# KAGGLE MACHINE LEARNING NOTEBOOK #
##### _Proceduce guide to solve kaggle competiton_

## 0. Preface
<a id='1'></a>

1. <b>Understand the problem</b>. We'll look at each variable and do a philosophical analysis about their meaning and importance for this problem.
2. <b>Univariable study</b>. We'll just focus on the dependent variable ('SalePrice') and try to know a little bit more about it.
3. <b>Multivariate study</b>. We'll try to understand how the dependent variable and independent variables relate.
4. <b>Basic cleaning</b>. We'll clean the dataset and handle the missing data, outliers and categorical variables.
5. <b>Test assumptions</b>. We'll check if our data meets the assumptions required by most multivariate techniques.

### Summary

[1]. <b>Exploratory data analysis </b>.

[1.1] General
- ProfileReport()
- info()
- value_count()
- describe()
- hist()

[1.2] EDA

- Visualize output: 

      .plot()
- Correllation: 
        .corr()
        .scatter_matrix()
      
[1.3] Attribute Combinations

[2] <b> Data Cleaning </b>

[2.1] Numerical variables

[2.1.1] Missing data
- Analyzing
- dropna()
- drop()
- fillna()
- SimpleImputer()

[2.1.2] Outliers

[2.1.3] Contaminated data

[2.1.4] Invalid data

[2.1.5] Duplicate data

- drop_duplicate()


[2.2] Categorical Variables

[2.2.1] Encoder

- OrdinalEncoder()
- OneHotEncoder()

[2.2.2] Inconsistent data

[2.2.3] Datatype issues


[2.4] Feature Scaling

- MinMaxScaler()
- StandardScaler()


    


        


[To some Internal Section](#1)




In [None]:
import pandas as pd
from pandas_profiling import  ProfileReport
import numpy as np

# Load data on github
titanic_path = "https://raw.githubusercontent.com/thanhtam98/Kaggle-machine-learnin-note/main/data/titanic/"
titanic_df_train = pd.read_csv(titanic_path + "train.csv")
housing_path = "https://raw.githubusercontent.com/thanhtam98/Kaggle-machine-learnin-note/main/data/housing/"
housing_df_train = pd.read_csv(housing_path + "train.csv")


In [None]:
# Split num and cat
titanic_df_train_num = titanic_df_train.select_dtypes(exclude=["object"])
titanic_df_train_cat = titanic_df_train.select_dtypes(exclude=[np.number])
print("Titanic numberic \n" + str(titanic_df_train_num.head))
print("Titanic categorical \n" + str(titanic_df_train_cat.head))

housing_df_train_num = housing_df_train.select_dtypes(exclude=["object"])
housing_df_train_cat = housing_df_train.select_dtypes(exclude=[np.number])
print("Housing numberic  \n" + str(housing_df_train_num.head))
print("Housing categorical  \n" + str(housing_df_train_cat.head))


# make housing data as main data
df_train = housing_df_train
df_train_num = housing_df_train_num


## 1. Exploratory data analysis


_Phải có cái nhìn tổng quan về giá trị output bên ngoài thực tiễn.

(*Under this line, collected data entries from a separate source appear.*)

use std::{
    error::Error,
    fmt::Display,
    path::{Component, Path, PathBuf},
};

#[derive(Debug)]
#[non_exhaustive]
pub struct PivotError {
    config_file: PathBuf,
    kind: PivotErrorKind,
}

impl Display for PivotError {
    fn fmt(&self, f: &mut std::fmt::Formatter<'_>) -> std::fmt::Result {
        match &self.kind {
            PivotErrorKind::NoParentDirectory => write!(
                f,
                "project file {:?} has no parent directory",
                self.config_file
            ),
        }
    }
}

impl Error for PivotError {
    fn source(&self) -> Option<&(dyn Error + 'static)> {
        match &self.kind {
            PivotErrorKind::NoParentDirectory => None,
        }
    }
}

#[derive(Debug)]
pub enum PivotErrorKind {
    #[non_exhaustive]
    NoParentDirectory,
}

/// Convert a path to its externally visible form: forward slashes only.
pub fn to_slash(path: &Path) -> String {
    path.to_string_lossy().replace('\\', "/")
}

/// Lexically resolve `.` and `..` components without touching the filesystem.
pub fn normalize(path: &Path) -> PathBuf {
    let mut normalized = PathBuf::new();
    for component in path.components() {
        match component {
            Component::CurDir => {}
            Component::ParentDir => {
                let can_pop = matches!(
                    normalized.components().next_back(),
                    Some(Component::Normal(_))
                );
                if can_pop {
                    normalized.pop();
                } else if !normalized.has_root() {
                    normalized.push("..");
                }
            }
            other => normalized.push(other.as_os_str()),
        }
    }
    normalized
}

/// Anchor `path` at `base` unless it is already absolute, then normalize.
pub fn absolutize(base: &Path, path: impl AsRef<Path>) -> PathBuf {
    normalize(&base.join(path.as_ref()))
}

/// The path leading from directory `from` to `to`. Both must be in the same
/// frame (usually absolute). An empty path means `from == to`.
pub fn relative_path(from: &Path, to: &Path) -> PathBuf {
    let from = normalize(from);
    let to = normalize(to);
    let mut from_components = from.components().peekable();
    let mut to_components = to.components().peekable();

    while let (Some(a), Some(b)) = (from_components.peek(), to_components.peek()) {
        if a != b {
            break;
        }
        from_components.next();
        to_components.next();
    }

    let mut relative: PathBuf = from_components.map(|_| Component::ParentDir).collect();
    relative.extend(to_components);
    relative
}

/// Prefix `pattern` with `!` unless it already has one.
pub(crate) fn negate(pattern: &str) -> String {
    if pattern.starts_with('!') {
        pattern.to_owned()
    } else {
        format!("!{}", pattern)
    }
}

/// Split a glob pattern into its negation flag and the bare pattern.
pub(crate) fn split_negation(pattern: &str) -> (bool, &str) {
    match pattern.strip_prefix('!') {
        Some(rest) => (true, rest),
        None => (false, pattern),
    }
}

/// Apply a frame conversion to a glob, keeping any `!` in front.
pub(crate) fn map_glob<F>(pattern: &str, convert: F) -> String
where
    F: FnOnce(&str) -> String,
{
    match split_negation(pattern) {
        (true, bare) => negate(&convert(bare)),
        (false, bare) => convert(bare),
    }
}

/// The two reference points every cross-frame conversion goes through: the
/// absolute directory holding the project file, and that directory as seen
/// from the build root.
#[derive(Clone, Debug, PartialEq, Eq)]
pub struct ProjectPivot {
    build_root: PathBuf,
    config_dir: PathBuf,
    config_dir_from_root: String,
}

impl ProjectPivot {
    /// `config_file` may be absolute or build-root-relative.
    pub fn new(build_root: &Path, config_file: &Path) -> Result<Self, PivotError> {
        let config_file = absolutize(build_root, config_file);
        let config_dir = config_file
            .parent()
            .map(ToOwned::to_owned)
            .ok_or_else(|| PivotError {
                config_file: config_file.clone(),
                kind: PivotErrorKind::NoParentDirectory,
            })?;
        let config_dir_from_root = to_slash(&relative_path(build_root, &config_dir));
        Ok(Self {
            build_root: build_root.to_owned(),
            config_dir,
            config_dir_from_root,
        })
    }

    pub fn build_root(&self) -> &Path {
        &self.build_root
    }

    /// Absolute path of the directory containing the project file.
    pub fn config_dir(&self) -> &Path {
        &self.config_dir
    }

    /// The project file's directory relative to the build root, forward
    /// slashes, empty when they coincide.
    pub fn config_dir_from_root(&self) -> &str {
        &self.config_dir_from_root
    }

    /// Config-relative (or absolute) to absolute.
    pub fn absolute_from_config(&self, path: impl AsRef<Path>) -> PathBuf {
        absolutize(&self.config_dir, path)
    }

    /// Build-root-relative (or absolute) to absolute.
    pub fn absolute_from_root(&self, path: impl AsRef<Path>) -> PathBuf {
        absolutize(&self.build_root, path)
    }

    /// Config-relative (or absolute) to build-root-relative.
    pub fn config_to_root(&self, path: impl AsRef<Path>) -> String {
        to_slash(&relative_path(
            &self.build_root,
            &self.absolute_from_config(path),
        ))
    }

    /// Build-root-relative (or absolute) to config-relative.
    pub fn root_to_config(&self, path: impl AsRef<Path>) -> String {
        to_slash(&relative_path(
            &self.config_dir,
            &self.absolute_from_root(path),
        ))
    }
}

Và chúng là người muốn hiểu biết về nó_

### 1.1 General



#### pandas_profiling ProfileReport 

In [None]:
import pandas as pd
from pandas_profiling import ProfileReport

titanic_df_train.head()
profile = ProfileReport(
    titanic_df_train, title="Pandas Profiling Report for Housing train dataset"
      )
profile.to_file("pandas_profiling_example.html")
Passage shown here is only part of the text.